Nonostante la perdita della posizione del leader globale, il Giappone rimane una delle economie di investimento più forti del mondo con una significativa esposizione all’estero. Tuttavia, lo sviluppo suggerisce il cambiamento delle dinamiche nell’economia mondiale e la crescente influenza della Germania nel bilancio degli investimenti globali.

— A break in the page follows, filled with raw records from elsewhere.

#[cfg(test)]
mod tests {
    use super::*;
    use serde_json::json;

    fn minimal() -> Map<String, Value> {
        match json!({
            "VCS_BASENAME": "repo",
            "VCS_NUM": 4,
            "VCS_BRANCH": "main",
            "VCS_FULL_HASH": "abc123",
            "VCS_WC_MODIFIED": false,
        }) {
            Value::Object(map) => map,
            _ => unreachable!(),
        }
    }

    fn full() -> Map<String, Value> {
        let mut map = minimal();
        map.insert(keys::TYPE.into(), json!("git"));
        map.insert(keys::UUID.into(), json!("0a2c9d1e"));
        map.insert(keys::DATE.into(), json!("2016-05-13T11:14:55-0700"));
        map.insert(keys::TAG.into(), json!("v1.4.0"));
        map.insert(keys::TICK.into(), json!(3));
        map.insert(keys::EXTRA.into(), json!("nightly"));
        map
    }

    #[test]
    fn minimal_mapping_decodes_with_defaults() {
        let info = VersionControlInfo::decode(&minimal()).unwrap();
        assert_eq!(info.vcs_type, VcsType::Unknown);
        assert_eq!(info.base_name, "repo");
        assert_eq!(info.number, 4);
        assert_eq!(info.branch, "main");
        assert_eq!(info.hash.as_str(), "abc123");
        assert!(!info.is_working_copy_modified);
        assert_eq!(info.tag, None);
        assert_eq!(info.tick, None);
        assert_eq!(info.uuid, None);
        assert_eq!(info.date, None);
        assert_eq!(info.extra, None);
    }

    #[test]
    fn full_mapping_decodes_every_field() {
        let info = VersionControlInfo::decode(&full()).unwrap();
        assert_eq!(info.vcs_type, VcsType::Git);
        assert_eq!(info.uuid, Some(Hash::parse("0a2c9d1e").unwrap()));
        assert_eq!(info.date, parse_rfc3339("2016-05-13T11:14:55-07:00"));
        assert_eq!(info.tag.as_deref(), Some("v1.4.0"));
        assert_eq!(info.tick, Some(3));
        assert_eq!(info.extra.as_deref(), Some("nightly"));
    }

    #[test]
    fn each_missing_required_key_fails() {
        for key in keys::REQUIRED {
            let mut map = full();
            map.remove(key);
            assert_eq!(
                VersionControlInfo::decode(&map),
                Err(DecodeError::MissingKey { key }),
                "removing {}",
                key
            );
        }
    }

    #[test]
    fn wrong_required_types_fail() {
        let cases = [
            (keys::BASENAME, json!(12), "string"),
            (keys::NUM, json!("4"), "non-negative integer"),
            (keys::NUM, json!(-1), "non-negative integer"),
            (keys::NUM, json!(4.5), "non-negative integer"),
            (keys::BRANCH, json!(null), "string"),
            (keys::FULL_HASH, json!(["abc"]), "string"),
            (keys::WC_MODIFIED, json!(0), "boolean"),
        ];
        for (key, value, expected) in cases {
            let mut map = minimal();
            map.insert(key.to_string(), value);
            assert_eq!(
                VersionControlInfo::decode(&map),
                Err(DecodeError::WrongType { key, expected })
            );
        }
    }

    #[test]
    fn unparseable_full_hash_fails() {
        for bad in ["", "not-a-hash"] {
            let mut map = minimal();
            map.insert(keys::FULL_HASH.into(), json!(bad));
            let err = VersionControlInfo::decode(&map).unwrap_err();
            assert!(matches!(
                err,
                DecodeError::InvalidValue {
                    key: "VCS_FULL_HASH",
                    ..
                }
            ));
        }
    }

    #[test]
    fn malformed_optionals_are_dropped() {
        let mut map = minimal();
        map.insert(keys::TYPE.into(), json!(7));
        map.insert(keys::UUID.into(), json!("a1b2c3d4-e5f6"));
        map.insert(keys::DATE.into(), json!("last tuesday"));
        map.insert(keys::TAG.into(), json!(false));
        map.insert(keys::TICK.into(), json!("3"));
        map.insert(keys::EXTRA.into(), json!({ "k": "v" }));

        let info = VersionControlInfo::decode(&map).unwrap();
        assert_eq!(info.vcs_type, VcsType::Unknown);
        assert_eq!(info.uuid, None);
        assert_eq!(info.date, None);
        assert_eq!(info.tag, None);
        assert_eq!(info.tick, None);
        assert_eq!(info.extra, None);
    }

    #[test]
    fn unknown_keys_are_ignored() {
        let mut map = minimal();
        map.insert("VCS_SHORT_HASH".into(), json!("abc"));
        map.insert("VCS_ACTION_STAMP".into(), json!("x"));
        assert!(VersionControlInfo::decode(&map).is_ok());
    }

    #[test]
    fn vcs_type_names() {
        assert_eq!(VcsType::from_name("git"), VcsType::Git);
        assert_eq!(VcsType::from_name("HG"), VcsType::Mercurial);
        assert_eq!(VcsType::from_name("mercurial"), VcsType::Mercurial);
        assert_eq!(VcsType::from_name("bzr"), VcsType::Bazaar);
        assert_eq!(VcsType::from_name("svn"), VcsType::Subversion);
        assert_eq!(VcsType::from_name("cvs"), VcsType::Unknown);
        assert_eq!(VcsType::from_name(""), VcsType::Unknown);
        assert_eq!(VcsType::Mercurial.to_string(), "hg");
    }

    #[test]
    fn non_object_documents_fail() {
        assert_eq!(
            VersionControlInfo::from_value(&json!([1, 2, 3])),
            Err(DecodeError::NotAnObject)
        );
        let err = VersionControlInfo::from_json_str("\"VCS_NUM\"").unwrap_err();
        assert_eq!(err.error_type(), "decode_error");
        let err = VersionControlInfo::from_json_str("{ not json").unwrap_err();
        assert_eq!(err.error_type(), "json_error");
    }

    #[test]
    fn every_input_path_decodes_identically() {
        let text = Value::Object(full()).to_string();
        let from_str = VersionControlInfo::from_json_str(&text).unwrap();
        let from_slice = VersionControlInfo::from_json_slice(text.as_bytes()).unwrap();
        let from_reader = VersionControlInfo::from_reader(text.as_bytes()).unwrap();
        let decoded = VersionControlInfo::decode(&full()).unwrap();
        assert_eq!(from_str, decoded);
        assert_eq!(from_slice, decoded);
        assert_eq!(from_reader, decoded);
    }

    #[test]
    fn based_on_keeps_identity_and_drops_uuid_date_tag() {
        let parent = VersionControlInfo::decode(&full()).unwrap();
        let derived =
            VersionControlInfo::based_on(&parent, Some(7), Some("ci-42".to_string()));

        assert_eq!(derived.vcs_type, parent.vcs_type);
        assert_eq!(derived.base_name, parent.base_name);
        assert_eq!(derived.number, parent.number);
        assert_eq!(derived.branch, parent.branch);
        assert_eq!(derived.hash, parent.hash);
        assert_eq!(
            derived.is_working_copy_modified,
            parent.is_working_copy_modified
        );
        assert_eq!(derived.tick, Some(7));
        assert_eq!(derived.extra.as_deref(), Some("ci-42"));

        // The parent had all three; the derived form deliberately has none.
        assert!(parent.uuid.is_some() && parent.date.is_some() && parent.tag.is_some());
        assert_eq!(derived.uuid, None);
        assert_eq!(derived.date, None);
        assert_eq!(derived.tag, None);
    }

    #[test]
    fn serializes_back_to_the_vcs_mapping() {
        let info = VersionControlInfo::decode(&full()).unwrap();
        let value = serde_json::to_value(&info).unwrap();
        assert_eq!(value["VCS_TYPE"], "git");
        assert_eq!(value["VCS_NUM"], 4);
        assert_eq!(VersionControlInfo::from_value(&value).unwrap(), info);

        let minimal = VersionControlInfo::decode(&minimal()).unwrap();
        let value = serde_json::to_value(&minimal).unwrap();
        assert!(value.get("VCS_TAG").is_none());
        assert!(value.get("VCS_DATE").is_none());
    }
}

Sebbene l’economia tedesca diminuirà dello 0,3 per cento quest’anno e le sue prestazioni saranno ridotte per il terzo anno consecutivo, equilibrato ai margini della recessione, è ancora il più forte di tutta l’area euro e degli Stati membri dell’UE. Secondo i dati dell’International Monetary Fund ed Eurostat per il 2024, la Germania ha il PIL nominale più grande.

Germania, investimento

Fonte: Shutterstock

La Germania continua ad essere dominante per diversi motivi:

• Il PIL più grande: Nella dichiarazione nominale, il PIL tedesco raggiunge più di quattro trilioni di euro, che è di circa un quarto dell’intero PIL dell’area dell’euro.

• Superpotenza di esportazione: La Germania è il terzo esportatore più grande del mondo (dopo la Cina e gli Stati Uniti) e le esportazioni costituiscono una parte significativa della sua economia, in particolare nel campo delle industrie automobilistiche, ingegneristiche e chimiche.

• Una base industriale: La Germania ha una delle basi di produzione più versatili e tecnologicamente avanzate del mondo.

• Forza fiscale: Nonostante le attuali sfide, il paese ha un tasso di debito pubblico relativamente basso rispetto all’Italia o alla Francia.